Die einstigen ideologischen Gräben aus Zeiten grüner Straßenkämpfer sind
längst überwunden, die gesellschaftspolitisch liberale Frankfurter CDU
arbeitet vertrauensvoll mit pragmatischen Grünen zusammen.
Diese halten sich etwa beim Thema Bürgerrechte bedeckt und haben mit der
Union ein Stillhalteabkommen bezüglich des Frankfurter Flughafens
geschlossen. Meist wurden die Kompromisse so geschickt geschlossen, dass
das eigene Gesicht gewahrt werden konnte. Die CDU ihrerseits überlässt dem
Koalitionspartner weitgehend die Themen Bildung und öffentlicher
Nahverkehr.
## Ins bürgerliche Lager gerückt
Also alles schwarz-grün? Keineswegs. Wolfgang Reuthner verweist darauf,
dass der Landesverband viel konservativer sei als die Frankfurter CDU.
Ähnlich sieht das der Realo Marcus Bocklet.

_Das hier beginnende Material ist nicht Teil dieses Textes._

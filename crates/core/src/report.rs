//! Report artifacts: JSON documents and CSV extracts.

use std::borrow::Cow;
use std::collections::HashSet;
use std::path::{Path, PathBuf};

use anyhow::{bail, Context, Result};
use serde::Serialize;

use crate::audit::{AuditReport, Tally};
use crate::regenerate::RegenerationSummary;
use crate::types::{AssetKey, Category};

pub const AUDIT_JSON: &str = "audit_report.json";
pub const FLAGGED_CSV: &str = "flagged.csv";
pub const VOICE_SUMMARY_CSV: &str = "voice_summary.csv";
pub const REGENERATION_JSON: &str = "regeneration_results.json";
pub const REGENERATION_CSV: &str = "regeneration_results.csv";

const FLAGGED_HEADER: &[&str] = &[
    "voice",
    "word",
    "category",
    "confidence",
    "duration_s",
    "regions",
    "first_onset_s",
    "word_onset_s",
    "gap_s",
    "rms",
    "notes",
];

/// Paths of the files written for one audit.
#[derive(Debug, Clone)]
pub struct AuditArtifacts {
    pub report_json: PathBuf,
    pub flagged_csv: PathBuf,
    pub voice_summary_csv: PathBuf,
}

/// Write the full JSON report, the flagged subset and the per-voice summary.
pub fn write_audit_artifacts(dir: &Path, report: &AuditReport) -> Result<AuditArtifacts> {
    std::fs::create_dir_all(dir)?;
    let artifacts = AuditArtifacts {
        report_json: dir.join(AUDIT_JSON),
        flagged_csv: dir.join(FLAGGED_CSV),
        voice_summary_csv: dir.join(VOICE_SUMMARY_CSV),
    };

    write_json(&artifacts.report_json, report)?;

    let flagged: Vec<Vec<String>> = report
        .flagged()
        .map(|r| {
            vec![
                r.voice.clone(),
                r.word.clone(),
                r.category.to_string(),
                format!("{:.2}", r.confidence),
                opt(r.duration_s, 3),
                r.regions.map(|n| n.to_string()).unwrap_or_default(),
                opt(r.first_onset_s, 3),
                opt(r.word_onset_s, 3),
                opt(r.gap_s, 3),
                opt(r.rms, 5),
                r.notes.clone(),
            ]
        })
        .collect();
    write_csv(&artifacts.flagged_csv, FLAGGED_HEADER, &flagged)?;

    let mut header = vec![
        "voice",
        "total",
        "found",
        "missing",
        "errors",
        "clean_pct",
        "contaminated_pct",
        "mean_duration_s",
        "mean_onset_s",
        "max_duration_s",
    ];
    header.extend(Category::ALL.iter().map(|c| c.as_str()));
    let mut rows: Vec<Vec<String>> = report
        .voices
        .iter()
        .map(|v| summary_row(&v.voice, &v.tally))
        .collect();
    rows.push(summary_row("ALL", &report.totals));
    write_csv(&artifacts.voice_summary_csv, &header, &rows)?;

    log::info!("Wrote audit report to {}", dir.display());
    Ok(artifacts)
}

fn summary_row(voice: &str, tally: &Tally) -> Vec<String> {
    let mut row = vec![
        voice.to_string(),
        tally.total.to_string(),
        tally.found.to_string(),
        tally.missing.to_string(),
        tally.errors.to_string(),
        format!("{:.1}", tally.clean_pct),
        format!("{:.1}", tally.contaminated_pct),
        opt(tally.mean_duration_s, 3),
        opt(tally.mean_onset_s, 3),
        opt(tally.max_duration_s, 3),
    ];
    row.extend(
        Category::ALL
            .iter()
            .map(|c| tally.by_category.get(c).copied().unwrap_or(0).to_string()),
    );
    row
}

/// Write the regeneration results as JSON and CSV; returns (json, csv) paths.
pub fn write_regeneration_artifacts(
    dir: &Path,
    summary: &RegenerationSummary,
) -> Result<(PathBuf, PathBuf)> {
    std::fs::create_dir_all(dir)?;
    let json_path = dir.join(REGENERATION_JSON);
    let csv_path = dir.join(REGENERATION_CSV);

    write_json(&json_path, summary)?;

    let header = [
        "voice",
        "word",
        "outcome",
        "category",
        "duration_s",
        "elapsed_s",
        "sha256",
        "notes",
    ];
    let rows: Vec<Vec<String>> = summary
        .results
        .iter()
        .map(|r| {
            vec![
                r.voice.clone(),
                r.word.clone(),
                r.outcome.to_string(),
                r.category.map(|c| c.to_string()).unwrap_or_default(),
                opt(r.duration_s, 3),
                format!("{:.2}", r.elapsed_s),
                r.sha256.clone().unwrap_or_default(),
                r.notes.clone(),
            ]
        })
        .collect();
    write_csv(&csv_path, &header, &rows)?;

    log::info!("Wrote regeneration results to {}", dir.display());
    Ok((json_path, csv_path))
}

/// Read (voice, word) pairs from a flagged CSV, keeping rows whose category
/// is in `categories`.
pub fn read_flagged_csv(path: &Path, categories: &[Category]) -> Result<Vec<AssetKey>> {
    let text = std::fs::read_to_string(path)
        .with_context(|| format!("Failed to read flagged CSV: {}", path.display()))?;
    let mut lines = text.lines().filter(|l| !l.trim().is_empty());

    let Some(header) = lines.next() else {
        bail!("Flagged CSV {} is empty", path.display());
    };
    let header = parse_csv_line(header);
    let column = |name: &str| {
        header
            .iter()
            .position(|h| h.trim().eq_ignore_ascii_case(name))
            .with_context(|| format!("Flagged CSV {} has no '{}' column", path.display(), name))
    };
    let (voice_col, word_col, category_col) = (column("voice")?, column("word")?, column("category")?);

    let wanted: HashSet<Category> = categories.iter().copied().collect();
    let mut seen = HashSet::new();
    let mut pairs = Vec::new();
    for (n, line) in lines.enumerate() {
        let fields = parse_csv_line(line);
        let field = |i: usize| fields.get(i).map(String::as_str).unwrap_or("");
        let category: Category = field(category_col)
            .parse()
            .map_err(|e: String| anyhow::anyhow!("{}, line {}: {}", path.display(), n + 2, e))?;
        if !wanted.contains(&category) {
            continue;
        }
        let key = AssetKey::new(field(voice_col), field(word_col));
        if key.voice.is_empty() || key.word.is_empty() {
            log::warn!("{}, line {}: missing voice or word, skipped", path.display(), n + 2);
            continue;
        }
        if seen.insert(key.clone()) {
            pairs.push(key);
        }
    }
    Ok(pairs)
}

fn write_json<T: Serialize>(path: &Path, value: &T) -> Result<()> {
    let json = serde_json::to_string_pretty(value)?;
    std::fs::write(path, json).with_context(|| format!("Failed to write {}", path.display()))
}

fn write_csv<S: AsRef<str>>(path: &Path, header: &[&str], rows: &[Vec<S>]) -> Result<()> {
    let mut out = String::new();
    push_row(&mut out, header);
    for row in rows {
        push_row(&mut out, row);
    }
    std::fs::write(path, out).with_context(|| format!("Failed to write {}", path.display()))
}

fn push_row<S: AsRef<str>>(out: &mut String, fields: &[S]) {
    let line: Vec<Cow<str>> = fields.iter().map(|f| escape_csv(f.as_ref())).collect();
    out.push_str(&line.join(","));
    out.push('\n');
}

/// Quote a field when it contains a delimiter, quote or line break.
pub fn escape_csv(field: &str) -> Cow<'_, str> {
    if field.contains(|c: char| matches!(c, ',' | '"' | '\n' | '\r')) {
        Cow::Owned(format!("\"{}\"", field.replace('"', "\"\"")))
    } else {
        Cow::Borrowed(field)
    }
}

/// Split one CSV line, honouring double-quoted fields.
pub fn parse_csv_line(line: &str) -> Vec<String> {
    let mut fields = Vec::new();
    let mut current = String::new();
    let mut in_quotes = false;
    let mut chars = line.chars().peekable();

    while let Some(c) = chars.next() {
        match (c, in_quotes) {
            ('"', true) if chars.peek() == Some(&'"') => {
                current.push('"');
                chars.next();
            }
            ('"', true) => in_quotes = false,
            ('"', false) if current.is_empty() => in_quotes = true,
            (',', false) => fields.push(std::mem::take(&mut current)),
            _ => current.push(c),
        }
    }
    fields.push(current);
    fields
}

fn opt(value: Option<f64>, precision: usize) -> String {
    value
        .map(|v| format!("{:.*}", precision, v))
        .unwrap_or_default()
}

#[cfg(test)]
mod tests {
    use super::*;
    use crate::audit::Auditor;
    use crate::testutil::*;
    use crate::vocab::cross_pairs;

    #[test]
    fn test_escape_csv() {
        assert_eq!(escape_csv("plain"), "plain");
        assert_eq!(escape_csv("a,b"), "\"a,b\"");
        assert_eq!(escape_csv("say \"hi\""), "\"say \"\"hi\"\"\"");
    }

    #[test]
    fn test_parse_csv_line() {
        assert_eq!(parse_csv_line("x,dog,CLEAN"), vec!["x", "dog", "CLEAN"]);
        assert_eq!(
            parse_csv_line("x,\"a, b\",\"say \"\"hi\"\"\","),
            vec!["x", "a, b", "say \"hi\"", ""]
        );
    }

    #[test]
    fn test_read_flagged_filters_categories() {
        let dir = tempfile::tempdir().unwrap();
        let path = dir.path().join("flagged.csv");
        std::fs::write(
            &path,
            "voice,word,category,notes\n\
             x,dog,CARRIER_PRESENT,\"2 regions, gap 0.09s\"\n\
             x,cat,LATE_ONSET,late\n\
             y,ice_cream,too_short,\n\
             x,dog,CARRIER_PRESENT,dup\n",
        )
        .unwrap();

        let pairs = read_flagged_csv(&path, &[Category::CarrierPresent, Category::TooShort]).unwrap();
        assert_eq!(pairs, vec![AssetKey::new("x", "dog"), AssetKey::new("y", "ice cream")]);
    }

    #[test]
    fn test_read_flagged_requires_columns() {
        let dir = tempfile::tempdir().unwrap();
        let path = dir.path().join("flagged.csv");
        std::fs::write(&path, "voice,word\nx,dog\n").unwrap();
        assert!(read_flagged_csv(&path, &[Category::CarrierPresent]).is_err());
    }

    #[test]
    fn test_audit_artifacts_roundtrip_flagged() {
        let store = MemoryStore::default();
        let voices = vec!["x".to_string(), "y".to_string(), "z".to_string()];
        let words: Vec<String> = ["apple", "ball", "cat", "dog", "egg"].iter().map(|w| w.to_string()).collect();
        let pairs = cross_pairs(&voices, &words);
        for key in &pairs {
            let samples = if key.voice == "x" { carrier_word() } else { clean_word() };
            store.insert(key.clone(), wav_bytes(&samples));
        }
        let config = fast_config();
        let report = Auditor::new(&store, &config).run(&pairs);

        let dir = tempfile::tempdir().unwrap();
        let artifacts = write_audit_artifacts(dir.path(), &report).unwrap();

        let json: serde_json::Value =
            serde_json::from_str(&std::fs::read_to_string(&artifacts.report_json).unwrap()).unwrap();
        assert_eq!(json["metadata"]["pair_count"], 15);
        assert_eq!(json["totals"]["by_category"]["CARRIER_PRESENT"], 5);
        assert_eq!(json["recommendation"], "significant");

        let flagged = read_flagged_csv(&artifacts.flagged_csv, &Category::ALL).unwrap();
        let expected: Vec<AssetKey> = pairs.iter().filter(|k| k.voice == "x").cloned().collect();
        assert_eq!(flagged, expected);

        let summary = std::fs::read_to_string(&artifacts.voice_summary_csv).unwrap();
        let lines: Vec<&str> = summary.lines().collect();
        assert_eq!(lines.len(), 5);
        assert!(lines[1].starts_with("x,5,5,0,0,0.0,100.0,"));
        assert!(lines[2].starts_with("y,5,5,0,0,100.0,0.0,"));
        assert!(lines[4].starts_with("ALL,15,"));
    }
}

Er gilt zwar als Architekt von
Schwarz-Grün in Frankfurt, doch seine Präferenz auf Landesebene liegen bei
Rot-Grün-Rot. „Das wäre ein echter Politikwechsel.“
Das wiederum gefällt manchem im grünen Kiez Frankfurts nicht. „Die Linken
sind zu radikal“, sagt die 34-jährige Mutter Marion Rizzo. „Ich bin für
soziale Gerechtigkeit, aber die Forderungen der Linken sind nicht
finanzierbar.“ Vielen anderen Grünen-Wählern wie der Bornheimer Architektin
Steffi, 38, geht es neben einem „grünen Lebensgefühl“ auch um ihre
„Besitzstandswahrung“.
„Ein Teil der grünen Wählerschaft ist weiter ins bürgerliche Lager
gerückt“, erklärt der Parteienforscher Frank Decker von der Uni Bonn.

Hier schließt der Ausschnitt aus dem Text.